From Prokaryotes to Eukaryotes Cells

If you look at the supposed transition from simple bacterial life to modern life, a key step early on in that process is going to be the transition from what’s called prokaryotic life – simple bacterial life – to eukaryotic life. All complex life has a cell type that’s called eukaryotic cell type where the DNA is packaged in a nucleus, the cells are larger, you have all kinds of organelles, mitochondria, golgi apparatus, endoplasmic reticulum. All of these structures that don’t exist at all in the bacterial world, they exist everywhere else. Complex life has these structures. Fundamentally different ways of doing cellular life separates the bacterial world from the eukaryotic world. So the question is: How did you get from that simpler world to the more complex world? How do you get these new structures within the cell that don’t exist in bacterial life?

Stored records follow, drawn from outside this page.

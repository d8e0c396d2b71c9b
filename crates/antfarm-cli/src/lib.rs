//! antfarm CLI library.
//!
//! Shared argument types, command handlers and terminal rendering for the
//! `antfarm` binary.

pub mod commands;
pub mod output;
pub mod terminal;

use clap::Args;

use antfarm_lib::{CandidateMode, SolveOptions, DEFAULT_ROUTE_LIMIT};

use crate::output::OutputFormat;

/// Options accepted before or after any subcommand.
#[derive(Args, Debug, Clone)]
pub struct GlobalOptions {
    /// Output format.
    #[arg(long, value_enum, default_value_t = OutputFormat::Text, global = true)]
    pub format: OutputFormat,

    /// Report every simple route through each start neighbour, not just the
    /// shortest. Route selection is unaffected.
    #[arg(long, global = true)]
    pub all_routes: bool,

    /// Maximum routes enumerated per start neighbour with `--all-routes`.
    #[arg(long, default_value_t = DEFAULT_ROUTE_LIMIT, value_parser = parse_route_limit, global = true)]
    pub route_limit: usize,

    /// Tracing filter overriding `RUST_LOG`, e.g. `debug` or `antfarm_lib=trace`.
    #[arg(long, global = true)]
    pub log_level: Option<String>,
}

impl GlobalOptions {
    /// Library options derived from the command line.
    pub fn solve_options(&self) -> SolveOptions {
        let candidates = if self.all_routes {
            CandidateMode::AllSimple {
                limit: self.route_limit,
            }
        } else {
            CandidateMode::ShortestPerNeighbor
        };
        SolveOptions { candidates }
    }
}

fn parse_route_limit(value: &str) -> Result<usize, String> {
    match value.parse::<usize>() {
        Ok(0) => Err("route limit must be at least 1".to_string()),
        Ok(limit) => Ok(limit),
        Err(err) => Err(err.to_string()),
    }
}

#[cfg(test)]
mod tests {
    use super::*;

    fn options(all_routes: bool) -> GlobalOptions {
        GlobalOptions {
            format: OutputFormat::Text,
            all_routes,
            route_limit: 5,
            log_level: None,
        }
    }

    #[test]
    fn all_routes_switches_candidate_mode() {
        assert_eq!(
            options(false).solve_options().candidates,
            CandidateMode::ShortestPerNeighbor
        );
        assert_eq!(
            options(true).solve_options().candidates,
            CandidateMode::AllSimple { limit: 5 }
        );
    }

    #[test]
    fn route_limit_rejects_zero() {
        assert_eq!(parse_route_limit("3"), Ok(3));
        assert!(parse_route_limit("0").is_err());
        assert!(parse_route_limit("many").is_err());
    }
}
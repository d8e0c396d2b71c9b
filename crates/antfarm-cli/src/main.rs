use std::path::PathBuf;
use std::process::ExitCode;

use anyhow::Result;
use clap::{Parser, Subcommand};
use tracing_subscriber::{fmt, EnvFilter};

use antfarm_cli::commands::{check, routes, solve};
use antfarm_cli::GlobalOptions;

#[derive(Parser, Debug)]
#[command(
    name = "antfarm",
    author,
    version,
    about = "Move a colony of ants from start to end through a farm of rooms"
)]
struct Cli {
    #[command(flatten)]
    global: GlobalOptions,

    #[command(subcommand)]
    command: Command,
}

#[derive(Subcommand, Debug)]
enum Command {
    /// Solve a farm and print the move log.
    Solve {
        /// Farm description file, or `-` for stdin.
        file: PathBuf,
    },
    /// Validate a farm and print its size.
    Check {
        /// Farm description file, or `-` for stdin.
        file: PathBuf,
    },
    /// Show candidate and selected routes without moving ants.
    Routes {
        /// Farm description file, or `-` for stdin.
        file: PathBuf,
    },
}

fn main() -> ExitCode {
    let cli = Cli::parse();
    init_tracing(cli.global.log_level.as_deref());

    match run(&cli) {
        Ok(()) => ExitCode::SUCCESS,
        Err(err) => {
            eprintln!("Error: {err:#}");
            ExitCode::FAILURE
        }
    }
}

fn run(cli: &Cli) -> Result<()> {
    match &cli.command {
        Command::Solve { file } => solve::handle_solve(&cli.global, file),
        Command::Check { file } => check::handle_check(&cli.global, file),
        Command::Routes { file } => routes::handle_routes(&cli.global, file),
    }
}

/// Log to stderr so stdout carries only the report.
fn init_tracing(log_level: Option<&str>) {
    let env_filter = match log_level {
        Some(level) => EnvFilter::new(level),
        None => EnvFilter::try_from_default_env().unwrap_or_else(|_| EnvFilter::new("info")),
    };
    let subscriber = fmt()
        .with_writer(std::io::stderr)
        .with_env_filter(env_filter)
        .with_target(false)
        .compact()
        .finish();

    let _ = tracing::subscriber::set_global_default(subscriber);
}
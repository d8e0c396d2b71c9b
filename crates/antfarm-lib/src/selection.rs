//! Greedy selection of vertex-disjoint routes.
//!
//! Start's neighbours are tried in ascending order of degree, ties in
//! declaration order. Every accepted route blocks its intermediate rooms for
//! the searches that follow. There is no backtracking: the result is locally
//! maximal, not a proven maximum.

use serde::Serialize;
use tracing::{debug, info};

use crate::graph::{Graph, RoomId};
use crate::path::{enumerate_routes_through, find_route_through, PathConstraints, Route};

/// Default cap on routes per first hop in [`CandidateMode::AllSimple`].
pub const DEFAULT_ROUTE_LIMIT: usize = 64;

/// Outcome of the disjoint route selection.
#[derive(Debug, Clone, PartialEq, Eq, Serialize)]
pub struct RouteSelection {
    /// Accepted routes in the order they were selected.
    pub routes: Vec<Route>,
    /// First hops that could not host a disjoint route.
    pub skipped: Vec<RoomId>,
}

impl RouteSelection {
    pub fn is_empty(&self) -> bool {
        self.routes.is_empty()
    }
}

/// Select a maximal set of routes whose intermediate rooms do not overlap.
pub fn select_disjoint_routes(graph: &Graph) -> RouteSelection {
    let mut constraints = PathConstraints::unrestricted(graph);
    let mut routes = Vec::new();
    let mut skipped = Vec::new();

    for first_hop in first_hops_by_degree(graph) {
        match find_route_through(graph, first_hop, &constraints) {
            Some(route) => {
                debug!(
                    first_hop = graph.room_name(first_hop),
                    hops = route.hop_count(),
                    "accepted route"
                );
                constraints
                    .blocked
                    .extend(route.intermediates().iter().copied());
                routes.push(route);
            }
            None => {
                info!(
                    first_hop = graph.room_name(first_hop),
                    "no disjoint route through neighbour; skipping"
                );
                skipped.push(first_hop);
            }
        }
    }

    info!(
        selected = routes.len(),
        skipped = skipped.len(),
        "disjoint route selection finished"
    );
    RouteSelection { routes, skipped }
}

/// Start's neighbours sorted by ascending degree, ties kept in declaration
/// order.
pub fn first_hops_by_degree(graph: &Graph) -> Vec<RoomId> {
    let mut hops = graph.neighbours(graph.start()).to_vec();
    hops.sort_by_key(|room| graph.degree(*room));
    hops
}

/// How candidate routes are gathered for reporting.
#[derive(Debug, Clone, Copy, PartialEq, Eq, Serialize, Default)]
#[serde(rename_all = "snake_case", tag = "mode")]
pub enum CandidateMode {
    /// The shortest unblocked route through each neighbour of start.
    #[default]
    ShortestPerNeighbor,
    /// Every simple route through each neighbour, capped per neighbour.
    AllSimple { limit: usize },
}

/// Collect candidate routes, neighbour by neighbour in declaration order.
pub fn candidate_routes(graph: &Graph, mode: CandidateMode) -> Vec<Route> {
    let neighbours = graph.neighbours(graph.start());
    match mode {
        CandidateMode::ShortestPerNeighbor => {
            let constraints = PathConstraints::unrestricted(graph);
            neighbours
                .iter()
                .filter_map(|hop| find_route_through(graph, *hop, &constraints))
                .collect()
        }
        CandidateMode::AllSimple { limit } => neighbours
            .iter()
            .flat_map(|hop| enumerate_routes_through(graph, *hop, limit))
            .collect(),
    }
}
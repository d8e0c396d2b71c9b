mod common;

use std::collections::HashSet;

use antfarm_lib::{select_disjoint_routes, solve, ErrorKind, Farm, RoomSet, SolveOptions};
use proptest::prelude::*;

use common::graph_from_edges;

/// Random farms of 2 to 11 rooms with up to 30 tunnel declarations.
fn farms() -> impl Strategy<Value = Farm> {
    (2usize..12)
        .prop_flat_map(|rooms| {
            (
                Just(rooms),
                proptest::collection::vec((0..rooms, 0..rooms), 0..30),
                1usize..20,
            )
        })
        .prop_map(|(rooms, edges, ants)| Farm {
            ants,
            graph: graph_from_edges(rooms, &edges),
        })
}

proptest! {
    #[test]
    fn selected_routes_are_valid_and_disjoint(farm in farms()) {
        let selection = select_disjoint_routes(&farm.graph);
        let mut used = RoomSet::for_graph(&farm.graph);
        for route in &selection.routes {
            prop_assert!(route.is_valid_in(&farm.graph));
            for room in route.intermediates() {
                prop_assert!(used.insert(*room), "room {room} shared by two routes");
            }
        }
    }

    #[test]
    fn solutions_respect_capacity_and_bounds(farm in farms()) {
        let solution = match solve(&farm, &SolveOptions::default()) {
            Ok(solution) => solution,
            Err(err) => {
                prop_assert_eq!(err.kind(), ErrorKind::Unsolvable);
                return Ok(());
            }
        };

        let end = farm.graph.end();
        for turn in &solution.schedule.turns {
            let mut entered = HashSet::new();
            let mut ants = HashSet::new();
            for step in &turn.moves {
                prop_assert!(ants.insert(step.ant), "ant {} moved twice", step.ant);
                if step.room != end {
                    prop_assert!(entered.insert(step.room), "room {} entered twice", step.room);
                }
            }
        }

        let routes = solution.routes();
        let expected_moves: usize = solution
            .allocation
            .assignments()
            .iter()
            .map(|route| routes[*route].hop_count())
            .sum();
        prop_assert_eq!(solution.schedule.move_count(), expected_moves);

        prop_assert_eq!(solution.stats.total_turns, solution.allocation.expected_turns());
        prop_assert!(solution.stats.total_turns >= solution.stats.lower_bound);
        let longest_used = routes
            .iter()
            .zip(solution.allocation.counts())
            .filter(|(_, count)| **count > 0)
            .map(|(route, _)| route.hop_count())
            .max()
            .unwrap_or(0);
        prop_assert!(solution.stats.total_turns >= longest_used);
    }

    #[test]
    fn solving_is_deterministic(farm in farms()) {
        let first = solve(&farm, &SolveOptions::default());
        let second = solve(&farm, &SolveOptions::default());
        match (first, second) {
            (Ok(first), Ok(second)) => {
                prop_assert_eq!(first.schedule, second.schedule);
                prop_assert_eq!(first.allocation, second.allocation);
            }
            (Err(first), Err(second)) => {
                prop_assert_eq!(first.to_string(), second.to_string());
            }
            _ => prop_assert!(false, "solve outcome changed between runs"),
        }
    }
}
use serde::Serialize;

use crate::error::Result;
use crate::farm::Farm;
use crate::graph::Graph;
use crate::path::Route;
use crate::solver::{RoutePlan, Solution, SolutionStats};

/// Route with room names resolved, ready for display or serialisation.
#[derive(Debug, Clone, Serialize, PartialEq, Eq)]
pub struct RouteView {
    pub index: usize,
    pub hops: usize,
    pub rooms: Vec<String>,
    #[serde(skip_serializing_if = "Option::is_none")]
    pub ants: Option<usize>,
    #[serde(skip_serializing_if = "Option::is_none")]
    pub finish_turn: Option<usize>,
}

impl RouteView {
    fn new(graph: &Graph, index: usize, route: &Route) -> Self {
        Self {
            index,
            hops: route.hop_count(),
            rooms: route.names(graph).into_iter().map(String::from).collect(),
            ants: None,
            finish_turn: None,
        }
    }

    /// Rooms joined with arrows, e.g. `start -> 1 -> end`.
    pub fn path_label(&self) -> String {
        self.rooms.join(" -> ")
    }
}

/// Candidate and selected routes of a farm.
#[derive(Debug, Clone, Serialize, PartialEq, Eq)]
pub struct PlanSummary {
    pub ants: usize,
    pub start: String,
    pub end: String,
    pub rooms: usize,
    pub tunnels: usize,
    pub candidates: Vec<RouteView>,
    pub routes: Vec<RouteView>,
    pub skipped: Vec<String>,
}

impl PlanSummary {
    /// Resolve a [`RoutePlan`] against the farm it was computed for.
    pub fn from_plan(farm: &Farm, plan: &RoutePlan) -> Self {
        let graph = &farm.graph;
        Self {
            ants: farm.ants,
            start: graph.room_name(graph.start()).to_string(),
            end: graph.room_name(graph.end()).to_string(),
            rooms: graph.room_count(),
            tunnels: graph.tunnel_count(),
            candidates: plan
                .candidates
                .iter()
                .enumerate()
                .map(|(index, route)| RouteView::new(graph, index + 1, route))
                .collect(),
            routes: plan
                .selection
                .routes
                .iter()
                .enumerate()
                .map(|(index, route)| RouteView::new(graph, index + 1, route))
                .collect(),
            skipped: plan
                .selection
                .skipped
                .iter()
                .map(|room| graph.room_name(*room).to_string())
                .collect(),
        }
    }

    pub fn to_json(&self) -> Result<String> {
        Ok(serde_json::to_string_pretty(self)?)
    }
}

/// Everything a reporter needs about a solved farm.
#[derive(Debug, Clone, Serialize, PartialEq)]
pub struct SolutionSummary {
    #[serde(flatten)]
    pub plan: PlanSummary,
    pub turns: Vec<String>,
    pub stats: SolutionStats,
}

impl SolutionSummary {
    /// Resolve a [`Solution`] against the farm it was computed for.
    pub fn from_solution(farm: &Farm, solution: &Solution) -> Self {
        let plan = RoutePlan {
            candidates: solution.candidates.clone(),
            selection: solution.selection.clone(),
        };
        let mut plan = PlanSummary::from_plan(farm, &plan);
        for (index, view) in plan.routes.iter_mut().enumerate() {
            view.ants = Some(solution.allocation.counts()[index]);
            view.finish_turn = solution.allocation.finish_turn(index);
        }

        Self {
            plan,
            turns: solution.schedule.lines(&farm.graph),
            stats: solution.stats,
        }
    }

    /// Move lines joined with newlines, without a trailing newline.
    pub fn moves_text(&self) -> String {
        self.turns.join("\n")
    }

    pub fn to_json(&self) -> Result<String> {
        Ok(serde_json::to_string_pretty(self)?)
    }
}
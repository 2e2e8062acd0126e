use sqlx::{FromRow, SqlitePool};

#[derive(Debug, Clone, FromRow)]
pub struct User {
    pub username: String,
    pub password_hash: String,
}

impl User {
    pub async fn find(db: &SqlitePool, username: &str) -> sqlx::Result<Option<User>> {
        sqlx::query_as::<_, User>(
            r#"
            SELECT username, password_hash
            FROM users
            WHERE username = ?
            "#,
        )
        .bind(username)
        .fetch_optional(db)
        .await
    }

    /// Fails with a unique-constraint violation if the username exists; the
    /// auth flow only calls this after a failed lookup, so hitting that is a
    /// lost registration race.
    pub async fn create(db: &SqlitePool, username: &str, password_hash: &str) -> sqlx::Result<()> {
        sqlx::query(
            r#"
            INSERT INTO users (username, password_hash)
            VALUES (?, ?)
            "#,
        )
        .bind(username)
        .bind(password_hash)
        .execute(db)
        .await?;
        Ok(())
    }
}

#[cfg(test)]
mod tests {
    use super::*;

    async fn pool() -> SqlitePool {
        crate::db::test_pool().await
    }

    #[tokio::test]
    async fn create_then_find() {
        let db = pool().await;
        User::create(&db, "alice", "hash-1").await.unwrap();

        let user = User::find(&db, "alice").await.unwrap().unwrap();
        assert_eq!(user.username, "alice");
        assert_eq!(user.password_hash, "hash-1");

        assert!(User::find(&db, "bob").await.unwrap().is_none());
    }

    #[tokio::test]
    async fn duplicate_username_is_a_unique_violation() {
        let db = pool().await;
        User::create(&db, "alice", "hash-1").await.unwrap();

        let err = User::create(&db, "alice", "hash-2").await.unwrap_err();
        match err {
            sqlx::Error::Database(db_err) => {
                assert!(matches!(
                    db_err.kind(),
                    sqlx::error::ErrorKind::UniqueViolation
                ));
            }
            other => panic!("expected database error, got {other:?}"),
        }

        // the original row is untouched
        let user = User::find(&db, "alice").await.unwrap().unwrap();
        assert_eq!(user.password_hash, "hash-1");
    }
}
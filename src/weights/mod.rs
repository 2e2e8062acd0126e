use axum::routing::{get, post};
use axum::Router;

use crate::state::AppState;

mod dto;
pub mod handlers;
pub mod repo;

pub fn router() -> Router<AppState> {
    Router::new()
        .route("/add_weight", post(handlers::add_weight))
        .route("/history", get(handlers::history))
}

It doesn’t seem plausible at all that you could do it simply by mutating a bacterial cell because mutating the DNA is not going to form some structure within the cell. I don’t think anyone believes that’s how it happens. There are theories that have been put forward and one is called the endosymbiotic theory for transitioning in evolution from simple bacterial life to eukaryotic life. And perhaps the most plausible account of this and this has been advanced since the early 20th century, and then it was additional evidence for it was given by Lynn Margulis in the late 1960s. People noticed and Lynn argued this quite convincingly that there’s a similarity between mitochondria which are the powerhouses in eukaryotic cells. So all of our cells have mitochondria, they produce ATP by oxidizing chemicals. If you look at bacteria, they also produce ATP by oxidizing chemicals. The mitochondria have a little wall around them and a membrane and they pump protons. Bacteria have a wall around them and a membrane and they pump protons and those protons are used for ATP biosynthesis. The size of the mitochondria inside a eukaryotic cell is similar to the size of some small bacteria so there’s connections that make one think “Could it be possible that a bacterial cell – one small bacterial cell – got enveloped by a larger bacterial cell and that became a mitochondrion?” It’s somewhat suggestive. It doesn’t work though if you look at the other organelles. There’s no way to account for the endoplasmic reticulum. There’s no way to account for the golgi apparatus. Furthermore I don’t think there’s a feasible demonstration even for the mitochondria. No one has shown that one cell can swallow another and then let it take up residence and become a powerhouse inside the bigger cell.